* PROBLEM REQUIREMENTS
Search the listing for the string "tasks". Copy every line that has it.

* SOURCE INFORMATION
impl Inner {
    async fn heartbeat(&self) -> Result<()> {
        self.ctx
            .gateway()
            .zadd(&self.ctx.keys().heartbeats(), &self.id.to_string(), self.ctx.now_ms())
            .await?;
        Ok(())
    }

    /// Remove the registration together with the empty processing list.
    /// Anything still in the list keeps the registration so the garbage
    /// collector picks it up.
    async fn deregister(&self) -> Result<()> {
        let keys = self.ctx.keys();
        let id = self.id.to_string();
        let left = self.ctx.gateway().llen(&self.processing_key).await?;

        let mut commands = vec![Command::HDel {
            key: keys.rates(),
            field: id.clone(),
        }];
        if left == 0 {
            commands.push(Command::ZRem {
                key: keys.heartbeats(),
                member: id,
            });
            commands.push(Command::Del {
                key: self.processing_key.clone(),
            });
        } else {
            warn!(
                consumer_id = %self.id,
                messages = left,
                "Processing list not empty, leaving it to the garbage collector"
            );
        }

        self.ctx.gateway().exec_multi(commands).await?;
        Ok(())
    }

    async fn heartbeat_loop(&self, mut shutdown: watch::Receiver<bool>) {
        let mut ticker = tokio::time::interval(self.config.heartbeat_interval);
        ticker.set_missed_tick_behavior(tokio::time::MissedTickBehavior::Delay);

        loop {
            tokio::select! {
                changed = shutdown.changed() => {
                    if changed.is_err() || *shutdown.borrow() {
                        break;
                    }
                }
                _ = ticker.tick() => {
                    if let Err(e) = self.heartbeat().await {
                        warn!(consumer_id = %self.id, error = %e, "Heartbeat failed");
                    }
                    let snapshot = self.stats.tick();
                    if let Err(e) = self
                        .stats
                        .publish(self.ctx.gateway().as_ref(), self.ctx.keys(), &snapshot)
                        .await
                    {
                        debug!(consumer_id = %self.id, error = %e, "Failed to publish rates");
                    }
                }
            }
        }
    }

    async fn dequeue_loop(self: Arc<Self>, mut shutdown: watch::Receiver<bool>) {
        let semaphore = Arc::new(Semaphore::new(self.config.concurrency));
        let mut tasks: JoinSet<()> = JoinSet::new();
        let mut consecutive_errors: u32 = 0;
        let ready = self.ctx.keys().ready();

        loop {
            if *shutdown.borrow() {
                break;
            }

            while let Some(joined) = tasks.try_join_next() {
                if let Err(e) = joined {
                    error!(consumer_id = %self.id, error = %e, "Message task panicked");
                }
            }
            self.metrics.in_flight(tasks.len());

            // One pop at a time, and only with a free worker slot
            let permit = tokio::select! {
                permit = Arc::clone(&semaphore).acquire_owned() => match permit {
                    Ok(permit) => permit,
                    Err(_) => break,
                },
                changed = shutdown.changed() => {
                    if changed.is_err() {
                        break;
                    }
                    continue;
                }
            };

            // Not raced against shutdown: a pop dropped mid-flight could strand
            // a message in the processing list. The block timeout bounds the wait.
            match self
                .ctx
                .gateway()
                .blocking_move(&ready, &self.processing_key, self.config.block_timeout)
                .await
            {
                Ok(Some(payload)) => {
                    if consecutive_errors > 0 {
                        info!(consumer_id = %self.id, "Connection recovered after {} errors", consecutive_errors);
                        consecutive_errors = 0;
                    }
                    let inner = Arc::clone(&self);
                    tasks.spawn(async move {
                        let _permit = permit;
                        inner.process(payload).await;
                    });
                }
                Ok(None) => {
                    drop(permit);
                    consecutive_errors = 0;
                    if tasks.is_empty() && !self.stats.is_idle() {
                        self.check_idle().await;
                    }
                }
                Err(e) => {
                    drop(permit);
                    consecutive_errors += 1;
                    let backoff = (Duration::from_millis(100) * 2u32.pow(consecutive_errors.min(9))).min(MAX_BACKOFF);
                    warn!(
                        consumer_id = %self.id,
                        error = %e,
                        consecutive_errors,
                        backoff_ms = backoff.as_millis() as u64,
                        "Dequeue failed, backing off"
                    );
                    tokio::select! {
                        _ = shutdown.changed() => {}
                        _ = tokio::time::sleep(backoff) => {}
                    }
                }
            }
        }

        debug!(consumer_id = %self.id, in_flight = tasks.len(), "Draining in-flight messages");
        while let Some(joined) = tasks.join_next().await {
            if let Err(e) = joined {
                error!(consumer_id = %self.id, error = %e, "Message task panicked");
            }
        }
        self.metrics.in_flight(0);
    }

    async fn check_idle(&self) {
        match self.ctx.gateway().llen(&self.processing_key).await {
            Ok(0) => {
                debug!(consumer_id = %self.id, "Consumer idle");
                self.stats.set_idle(true);
                self.events.emit(QueueEvent::Idle);
            }
            Ok(_) => {}
            Err(e) => debug!(consumer_id = %self.id, error = %e, "Idle check failed"),
        }
    }

    async fn process(&self, payload: String) {
        let message = match Message::from_json(&payload) {
            Ok(message) => message,
            Err(e) => {
                error!(consumer_id = %self.id, error = %e, "Dropping malformed message");
                self.metrics.message_malformed();
                if let Err(e) = self.ctx.gateway().lrem(&self.processing_key, 1, &payload).await {
                    error!(consumer_id = %self.id, error = %e, "Failed to drop malformed message");
                }
                return;
            }
        };

        let message_id = message.id();
        self.stats.record_received();
        self.metrics.message_received();
        self.events.emit(QueueEvent::MessageReceived { message_id });

        if message.is_expired_with(self.ctx.now_ms(), self.config.message_ttl) {
            self.expire(&payload, &message).await;
            return;
        }

        let timeout = message.consume_timeout().unwrap_or(self.config.consume_timeout);
        let started = Instant::now();
        debug!(consumer_id = %self.id, %message_id, attempts = message.attempts(), "Consuming message");

        let consumed = AssertUnwindSafe(self.handler.consume(&message)).catch_unwind();
        let outcome = match tokio::time::timeout(timeout, consumed).await {
            Ok(Ok(result)) => result,
            Ok(Err(panic)) => Err(ConsumeError::Panicked(panic_message(panic))),
            Err(_) => Err(ConsumeError::Timeout(timeout)),
        };

        match outcome {
            Ok(()) => self.acknowledge(&payload, message_id, started.elapsed()).await,
            Err(err) => self.fail(&payload, &message, err).await,
        }
    }

    async fn release(&self, payload: &str, field: StatField) -> Result<bool> {
        let call = ScriptCall::new(QueueScript::Release)
            .key(self.processing_key.as_str())
            .key(self.ctx.keys().stats())
            .arg(payload)
            .arg(field.as_ref());
        Ok(self.ctx.gateway().eval(call).await?.applied()?)
    }

    async fn acknowledge(&self, payload: &str, message_id: Uuid, elapsed: Duration) {
        match self.release(payload, StatField::Acknowledged).await {
            Ok(true) => {
                debug!(consumer_id = %self.id, %message_id, elapsed_ms = elapsed.as_millis() as u64, "Message acknowledged");
                self.stats.record_acknowledged();
                self.metrics.message_acknowledged(elapsed);
                self.events.emit(QueueEvent::MessageAcknowledged { message_id });
            }
            Ok(false) => warn!(consumer_id = %self.id, %message_id, "Acknowledged message was no longer in the processing list"),
            Err(e) => error!(
                consumer_id = %self.id,
                %message_id,
                error = %e,
                "Failed to acknowledge message, it stays in the processing list"
            ),
        }
    }

    async fn expire(&self, payload: &str, message: &Message) {
        let message_id = message.id();
        match self.release(payload, StatField::Expired).await {
            Ok(true) => {
                info!(consumer_id = %self.id, %message_id, "Message TTL exceeded");
                self.stats.record_unacknowledged();
                self.metrics.message_expired();
                self.handler.expired(message).await;
                self.events.emit(QueueEvent::MessageExpired { message_id });
            }
            Ok(false) => {}
            Err(e) => error!(consumer_id = %self.id, %message_id, error = %e, "Failed to drop expired message"),
        }
    }

    async fn fail(&self, payload: &str, message: &Message, err: ConsumeError) {
        let message_id = message.id();
        warn!(
            consumer_id = %self.id,
            %message_id,
            attempts = message.attempts() + 1,
            kind = err.kind(),
            error = %err,
            "Consume failed"
        );
        self.stats.record_unacknowledged();
        self.metrics.consume_failed(err.kind());

        match handle_failure(&self.ctx, &self.processing_key, payload, message, &self.config.retry).await {
            Ok(FailureOutcome::Requeued { delay }) => {
                self.metrics.message_requeued();
                self.events.emit(QueueEvent::MessageRequeued { message_id, delay });
            }
            Ok(FailureOutcome::DeadLettered) => {
                warn!(consumer_id = %self.id, %message_id, "Retries exhausted, message dead-lettered");
                self.metrics.message_dead_lettered();
                self.events.emit(QueueEvent::MessageDeadLettered { message_id });
            }
            Ok(FailureOutcome::Skipped) => {}
            Err(e) => error!(
                consumer_id = %self.id,
                %message_id,
                error = %e,
                "Failed to record consume failure, it stays in the processing list"
            ),
        }
    }
}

* PROBLEM SOLUTION
        let mut tasks: JoinSet<()> = JoinSet::new();
            while let Some(joined) = tasks.try_join_next() {
            self.metrics.in_flight(tasks.len());
                    tasks.spawn(async move {
                    if tasks.is_empty() && !self.stats.is_idle() {
        debug!(consumer_id = %self.id, in_flight = tasks.len(), "Draining in-flight messages");
        while let Some(joined) = tasks.join_next().await {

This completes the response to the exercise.